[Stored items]
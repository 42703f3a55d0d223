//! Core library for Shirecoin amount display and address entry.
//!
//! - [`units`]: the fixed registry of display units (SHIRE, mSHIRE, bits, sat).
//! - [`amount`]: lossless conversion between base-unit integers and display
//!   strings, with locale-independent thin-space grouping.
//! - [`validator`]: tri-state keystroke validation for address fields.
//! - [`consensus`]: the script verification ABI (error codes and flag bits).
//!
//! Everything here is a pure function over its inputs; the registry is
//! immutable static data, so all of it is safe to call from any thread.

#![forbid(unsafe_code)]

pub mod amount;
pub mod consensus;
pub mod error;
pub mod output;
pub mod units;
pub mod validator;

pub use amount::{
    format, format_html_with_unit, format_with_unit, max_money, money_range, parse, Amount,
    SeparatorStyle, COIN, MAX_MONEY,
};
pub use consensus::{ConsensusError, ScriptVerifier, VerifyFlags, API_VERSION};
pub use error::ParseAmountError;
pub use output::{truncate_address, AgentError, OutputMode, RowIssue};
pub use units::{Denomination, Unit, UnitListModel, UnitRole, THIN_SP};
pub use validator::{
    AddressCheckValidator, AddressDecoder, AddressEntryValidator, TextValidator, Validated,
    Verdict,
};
...
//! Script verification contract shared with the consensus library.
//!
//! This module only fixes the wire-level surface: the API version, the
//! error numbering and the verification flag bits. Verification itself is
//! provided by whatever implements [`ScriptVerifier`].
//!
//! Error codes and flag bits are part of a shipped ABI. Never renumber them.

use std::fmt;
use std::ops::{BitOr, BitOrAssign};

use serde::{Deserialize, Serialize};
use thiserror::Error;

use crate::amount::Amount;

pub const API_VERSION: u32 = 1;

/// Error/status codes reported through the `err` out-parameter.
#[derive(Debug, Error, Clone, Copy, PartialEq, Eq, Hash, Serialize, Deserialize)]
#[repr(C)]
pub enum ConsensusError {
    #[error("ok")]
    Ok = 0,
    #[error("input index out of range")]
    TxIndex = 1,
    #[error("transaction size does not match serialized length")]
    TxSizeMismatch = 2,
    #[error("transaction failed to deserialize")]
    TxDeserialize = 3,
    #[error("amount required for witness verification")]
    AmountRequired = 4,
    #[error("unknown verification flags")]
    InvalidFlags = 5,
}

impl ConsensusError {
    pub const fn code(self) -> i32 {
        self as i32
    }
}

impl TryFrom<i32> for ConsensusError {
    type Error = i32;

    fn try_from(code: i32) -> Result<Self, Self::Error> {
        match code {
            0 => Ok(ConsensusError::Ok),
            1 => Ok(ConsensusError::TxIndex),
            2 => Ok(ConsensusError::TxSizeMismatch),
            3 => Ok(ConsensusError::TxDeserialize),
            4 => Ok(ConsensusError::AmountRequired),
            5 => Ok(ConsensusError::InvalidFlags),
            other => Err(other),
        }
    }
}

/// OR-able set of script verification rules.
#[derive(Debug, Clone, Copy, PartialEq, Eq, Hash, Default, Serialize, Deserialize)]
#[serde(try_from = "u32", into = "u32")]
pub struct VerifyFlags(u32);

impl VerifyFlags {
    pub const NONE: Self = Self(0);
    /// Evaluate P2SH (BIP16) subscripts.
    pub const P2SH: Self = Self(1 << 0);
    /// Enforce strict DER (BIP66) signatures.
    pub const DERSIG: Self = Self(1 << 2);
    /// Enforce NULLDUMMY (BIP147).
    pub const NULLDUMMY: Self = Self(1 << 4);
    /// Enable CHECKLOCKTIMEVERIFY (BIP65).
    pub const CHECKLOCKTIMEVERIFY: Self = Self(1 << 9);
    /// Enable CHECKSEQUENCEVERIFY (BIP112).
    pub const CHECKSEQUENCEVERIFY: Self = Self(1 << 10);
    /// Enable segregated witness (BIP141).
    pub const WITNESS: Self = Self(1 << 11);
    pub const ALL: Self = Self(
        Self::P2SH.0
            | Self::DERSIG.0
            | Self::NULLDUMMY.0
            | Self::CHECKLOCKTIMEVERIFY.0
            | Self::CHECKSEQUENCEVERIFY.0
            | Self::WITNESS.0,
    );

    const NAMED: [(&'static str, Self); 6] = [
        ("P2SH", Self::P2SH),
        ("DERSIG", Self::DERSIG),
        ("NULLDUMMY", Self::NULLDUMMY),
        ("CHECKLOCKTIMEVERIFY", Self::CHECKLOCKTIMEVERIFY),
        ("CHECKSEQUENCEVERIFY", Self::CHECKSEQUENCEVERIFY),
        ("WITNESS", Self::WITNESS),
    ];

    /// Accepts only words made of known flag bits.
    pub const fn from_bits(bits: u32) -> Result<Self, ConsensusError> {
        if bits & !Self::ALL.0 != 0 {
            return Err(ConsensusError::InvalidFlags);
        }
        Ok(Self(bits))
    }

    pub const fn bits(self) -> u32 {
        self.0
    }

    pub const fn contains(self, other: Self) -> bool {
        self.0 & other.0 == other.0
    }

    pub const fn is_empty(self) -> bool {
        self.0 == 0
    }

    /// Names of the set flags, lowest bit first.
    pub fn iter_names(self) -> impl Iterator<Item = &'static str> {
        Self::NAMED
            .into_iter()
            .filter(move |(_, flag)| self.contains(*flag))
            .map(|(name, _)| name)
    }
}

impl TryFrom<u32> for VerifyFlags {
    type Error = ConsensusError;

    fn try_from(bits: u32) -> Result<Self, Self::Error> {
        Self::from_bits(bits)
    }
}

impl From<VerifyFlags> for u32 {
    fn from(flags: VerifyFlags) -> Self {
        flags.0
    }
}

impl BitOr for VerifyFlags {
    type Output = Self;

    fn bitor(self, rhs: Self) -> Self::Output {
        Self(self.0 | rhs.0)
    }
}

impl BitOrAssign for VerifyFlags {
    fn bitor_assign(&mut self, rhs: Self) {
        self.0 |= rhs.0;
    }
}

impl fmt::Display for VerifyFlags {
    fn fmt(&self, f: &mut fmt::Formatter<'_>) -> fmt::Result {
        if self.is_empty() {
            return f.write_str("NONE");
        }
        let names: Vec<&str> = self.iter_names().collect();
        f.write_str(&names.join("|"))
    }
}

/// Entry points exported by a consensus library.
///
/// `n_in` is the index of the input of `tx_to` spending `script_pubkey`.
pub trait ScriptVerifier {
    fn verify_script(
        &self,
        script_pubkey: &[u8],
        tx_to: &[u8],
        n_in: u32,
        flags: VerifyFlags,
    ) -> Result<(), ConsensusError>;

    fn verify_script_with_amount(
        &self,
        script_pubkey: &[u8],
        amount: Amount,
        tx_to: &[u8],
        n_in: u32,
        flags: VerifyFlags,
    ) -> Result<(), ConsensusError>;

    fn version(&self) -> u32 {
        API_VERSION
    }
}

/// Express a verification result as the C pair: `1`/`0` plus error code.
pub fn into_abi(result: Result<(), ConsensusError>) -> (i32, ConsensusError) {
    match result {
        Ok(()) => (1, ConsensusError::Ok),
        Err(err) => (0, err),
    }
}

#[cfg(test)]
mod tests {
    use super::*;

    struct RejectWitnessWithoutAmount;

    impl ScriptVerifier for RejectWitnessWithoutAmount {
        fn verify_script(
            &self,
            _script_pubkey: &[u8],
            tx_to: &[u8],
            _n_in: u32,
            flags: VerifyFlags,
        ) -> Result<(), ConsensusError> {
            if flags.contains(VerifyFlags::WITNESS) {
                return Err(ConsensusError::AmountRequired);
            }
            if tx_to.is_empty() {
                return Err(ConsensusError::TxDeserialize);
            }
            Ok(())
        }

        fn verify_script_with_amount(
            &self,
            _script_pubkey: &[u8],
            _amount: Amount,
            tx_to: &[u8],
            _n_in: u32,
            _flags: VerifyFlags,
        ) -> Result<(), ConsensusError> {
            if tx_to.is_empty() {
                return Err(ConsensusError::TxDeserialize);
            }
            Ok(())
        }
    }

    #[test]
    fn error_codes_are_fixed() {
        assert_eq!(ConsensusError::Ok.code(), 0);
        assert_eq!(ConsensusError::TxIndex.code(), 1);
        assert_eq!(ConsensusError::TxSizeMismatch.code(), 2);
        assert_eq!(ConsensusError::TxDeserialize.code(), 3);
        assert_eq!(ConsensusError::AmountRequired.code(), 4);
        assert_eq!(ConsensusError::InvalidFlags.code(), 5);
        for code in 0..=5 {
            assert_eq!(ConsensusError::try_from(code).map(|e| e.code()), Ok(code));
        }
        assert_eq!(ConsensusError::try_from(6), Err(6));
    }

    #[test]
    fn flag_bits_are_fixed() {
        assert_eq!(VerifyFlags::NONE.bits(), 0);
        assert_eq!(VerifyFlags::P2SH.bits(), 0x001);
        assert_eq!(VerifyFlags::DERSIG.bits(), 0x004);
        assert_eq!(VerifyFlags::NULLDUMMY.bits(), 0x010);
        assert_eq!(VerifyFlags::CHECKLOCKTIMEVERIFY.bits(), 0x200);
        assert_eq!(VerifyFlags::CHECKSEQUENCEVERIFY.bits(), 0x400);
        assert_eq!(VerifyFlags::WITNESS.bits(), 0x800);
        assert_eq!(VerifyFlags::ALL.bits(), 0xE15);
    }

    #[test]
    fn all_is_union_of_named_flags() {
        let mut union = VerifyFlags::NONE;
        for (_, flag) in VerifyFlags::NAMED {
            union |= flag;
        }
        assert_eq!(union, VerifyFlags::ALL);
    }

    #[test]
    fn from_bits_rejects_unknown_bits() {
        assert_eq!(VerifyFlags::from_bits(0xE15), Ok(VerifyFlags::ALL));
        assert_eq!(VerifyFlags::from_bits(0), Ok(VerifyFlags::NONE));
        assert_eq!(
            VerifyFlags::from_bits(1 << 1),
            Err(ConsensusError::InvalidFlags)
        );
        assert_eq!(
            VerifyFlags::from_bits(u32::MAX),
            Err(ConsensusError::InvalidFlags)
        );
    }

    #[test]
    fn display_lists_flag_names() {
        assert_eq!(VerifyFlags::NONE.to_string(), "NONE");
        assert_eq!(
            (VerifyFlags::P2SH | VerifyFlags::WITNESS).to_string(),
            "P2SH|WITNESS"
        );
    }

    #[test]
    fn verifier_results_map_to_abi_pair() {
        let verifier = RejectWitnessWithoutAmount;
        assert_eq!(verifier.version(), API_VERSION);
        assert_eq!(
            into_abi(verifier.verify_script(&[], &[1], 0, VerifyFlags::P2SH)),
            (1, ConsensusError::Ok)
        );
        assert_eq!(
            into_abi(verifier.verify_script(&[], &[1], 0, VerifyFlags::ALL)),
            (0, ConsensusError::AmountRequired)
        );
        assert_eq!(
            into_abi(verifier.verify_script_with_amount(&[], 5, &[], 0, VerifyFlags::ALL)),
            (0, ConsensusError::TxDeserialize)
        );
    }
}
--
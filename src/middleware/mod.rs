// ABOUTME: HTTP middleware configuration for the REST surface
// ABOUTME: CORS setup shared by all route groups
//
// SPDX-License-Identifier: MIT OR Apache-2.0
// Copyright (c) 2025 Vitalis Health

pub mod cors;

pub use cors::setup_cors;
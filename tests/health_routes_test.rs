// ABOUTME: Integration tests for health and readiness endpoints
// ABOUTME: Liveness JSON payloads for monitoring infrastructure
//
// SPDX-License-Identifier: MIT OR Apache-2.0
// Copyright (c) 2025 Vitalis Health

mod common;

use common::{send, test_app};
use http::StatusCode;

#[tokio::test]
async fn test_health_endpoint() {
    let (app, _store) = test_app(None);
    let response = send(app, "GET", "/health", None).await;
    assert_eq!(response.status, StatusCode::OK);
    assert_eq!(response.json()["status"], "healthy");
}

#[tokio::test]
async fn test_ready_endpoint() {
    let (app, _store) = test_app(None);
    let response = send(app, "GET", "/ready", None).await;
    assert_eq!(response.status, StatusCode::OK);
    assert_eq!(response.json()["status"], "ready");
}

== Problem requirements ==
Reproduce only the lines above spanning from the line containing "Ok(Self(bits))" through the line containing "fn bitor(self, rhs: Self)", word for word.

== Problem solution ==
        Ok(Self(bits))
    }

    pub const fn bits(self) -> u32 {
        self.0
    }

    pub const fn contains(self, other: Self) -> bool {
        self.0 & other.0 == other.0
    }

    pub const fn is_empty(self) -> bool {
        self.0 == 0
    }

    /// Names of the set flags, lowest bit first.
    pub fn iter_names(self) -> impl Iterator<Item = &'static str> {
        Self::NAMED
            .into_iter()
            .filter(move |(_, flag)| self.contains(*flag))
            .map(|(name, _)| name)
    }
}

impl TryFrom<u32> for VerifyFlags {
    type Error = ConsensusError;

    fn try_from(bits: u32) -> Result<Self, Self::Error> {
        Self::from_bits(bits)
    }
}

impl From<VerifyFlags> for u32 {
    fn from(flags: VerifyFlags) -> Self {
        flags.0
    }
}

impl BitOr for VerifyFlags {
    type Output = Self;

    fn bitor(self, rhs: Self) -> Self::Output {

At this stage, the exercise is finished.